The news on the batted-ball front isn’t all bad, though. Colon’s ground ball and fly ball rates are right in line with his averages from recent years, and he’s actually allowing a greater percentage of softly hit balls than he did in 2014. Looking at pitchers over 40 who threw at least 100 innings since 2002—the first year for which Fangraphs has strike percentage data —we see four pitchers who succeeded while living in the strike zone as often as Colon does. Those four are Randy Johnson, Greg Maddux, Curt Schilling, and Terry Mulholland. All but Mulholland were about league-average or better. It’s a terribly small sample size, though, and none of those pitchers relied nearly as heavily on their fastballs as Colon does.
More telling from the data set of starters over 40 years old is that most of them were very good until becoming very bad very quickly. The Giants’ Jeff Fassero’s ERA jumped from 4.05 ERA to 7.08 in his last year, David Wells’s from 4.42 to 5.43, Randy Johnson’s from 3.91 to 4.88, and Kenny Rogers’s from 4.43 to 5.70. Jamie Moyer and Tom Glavine similarly experienced sudden spikes in ERA, followed shortly thereafter by exits from Major League Baseball.
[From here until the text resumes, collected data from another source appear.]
mod proptest_helpers;

use std::collections::BTreeSet;

use bactmeasure::geom::{Label, Object3D, Population, Shape, Voxel};
use proptest::prelude::*;
use proptest_helpers::{arb_label_volume, arb_voxels, labels_are_dense, proptest_config};

fn voxel_sets(pop: &Population) -> Vec<Vec<Voxel>> {
    pop.iter().map(|o| o.voxels().as_slice().to_vec()).collect()
}

proptest! {
    #![proptest_config(proptest_config())]

    #[test]
    fn labeled_volume_groups_every_foreground_voxel(
        volume in arb_label_volume(Shape::new(6, 5, 2), 4)
    ) {
        let pop = Population::from_labeled_volume(&volume);
        let foreground = volume.as_slice().iter().filter(|v| **v != 0).count();
        let grouped: usize = pop.iter().map(|o| o.len()).sum();
        prop_assert_eq!(grouped, foreground);

        let labels = pop.labels();
        let mut sorted = labels.clone();
        sorted.sort();
        prop_assert_eq!(&labels, &sorted);

        // painting back gives the same volume
        prop_assert_eq!(pop.to_labeled_volume(volume.shape()), volume);
    }

    #[test]
    fn reset_labels_is_dense_and_order_preserving(
        volume in arb_label_volume(Shape::new(6, 6, 1), 9)
    ) {
        let mut pop = Population::from_labeled_volume(&volume);
        let before = voxel_sets(&pop);
        pop.reset_labels();
        prop_assert!(labels_are_dense(&pop));
        prop_assert_eq!(voxel_sets(&pop), before);
    }

    #[test]
    fn filters_commute_on_membership(
        volume in arb_label_volume(Shape::new(7, 7, 3), 6),
        min in 0.0f64..6.0,
        span in 0.0f64..10.0,
    ) {
        let shape = volume.shape();
        let max = min + span;

        let mut a = Population::from_labeled_volume(&volume);
        a.exclude_border_touching(&shape);
        a.filter_by_size(min, max);

        let mut b = Population::from_labeled_volume(&volume);
        b.filter_by_size(min, max);
        b.exclude_border_touching(&shape);

        prop_assert_eq!(voxel_sets(&a), voxel_sets(&b));
        prop_assert!(labels_are_dense(&a));
        prop_assert!(labels_are_dense(&b));
        for obj in &a {
            prop_assert!(!obj.touches_faces(&shape));
            let n = obj.len() as f64;
            prop_assert!(n >= min && n <= max);
        }
    }

    #[test]
    fn push_keeps_labels_unique(labels in prop::collection::vec(1u32..5, 0..12)) {
        let mut pop = Population::new();
        for (i, label) in labels.iter().enumerate() {
            pop.push(Object3D::from_voxels(*label, [voxel_at(i)]));
        }
        let unique: BTreeSet<Label> = pop.labels().into_iter().collect();
        prop_assert_eq!(unique.len(), pop.len());
    }

    #[test]
    fn children_of_selects_and_relabels(
        parents in prop::collection::vec(prop::option::of(1u32..4), 0..15)
    ) {
        let pop = Population::from_objects(parents.iter().enumerate().map(|(i, p)| {
            let obj = Object3D::from_voxels(i as u32 + 1, [voxel_at(i)]);
            match p {
                Some(p) => obj.with_parent(*p),
                None => obj,
            }
        }));
        for parent in 1u32..4 {
            let children = pop.children_of(Label(parent));
            let expected = parents.iter().filter(|p| **p == Some(parent)).count();
            prop_assert_eq!(children.len(), expected);
            prop_assert!(labels_are_dense(&children));
            prop_assert!(children.iter().all(|c| c.parent == Some(Label(parent))));
        }
    }

    #[test]
    fn centroid_lies_in_bounding_box(voxels in arb_voxels(10, 10, 3, 30)) {
        let obj = Object3D::from_voxels(1, voxels);
        let bbox = obj.voxels().bounding_box().unwrap();
        let c = obj.centroid().unwrap();
        prop_assert!(c.x >= bbox.min.x as f64 && c.x <= bbox.max.x as f64);
        prop_assert!(c.y >= bbox.min.y as f64 && c.y <= bbox.max.y as f64);
        prop_assert!(c.z >= bbox.min.z as f64 && c.z <= bbox.max.z as f64);

        let feret = obj.feret().unwrap();
        prop_assert!(obj.contains(&feret.pole));
        prop_assert!(obj.contains(&feret.opposite));
        prop_assert!(feret.pole <= feret.opposite);
    }
}

/// Distinct position per index.
fn voxel_at(i: usize) -> Voxel {
    Voxel::new(i as i32, 0, 0)
}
There’s some obvious selection bias there, but the lesson still holds: old pitchers can fall off fast.
Bartolo Colon has not been the same pitcher since the second half of last year. Entering Wednesday’s start, he sported a 4.60 ERA and an opponents’ batting average of .285 over the last 365 days. Colon proved on Wednesday that he hasn’t reached the station, but he might be running low on gas. We'll see how he fares tonight against the World Champion Giants.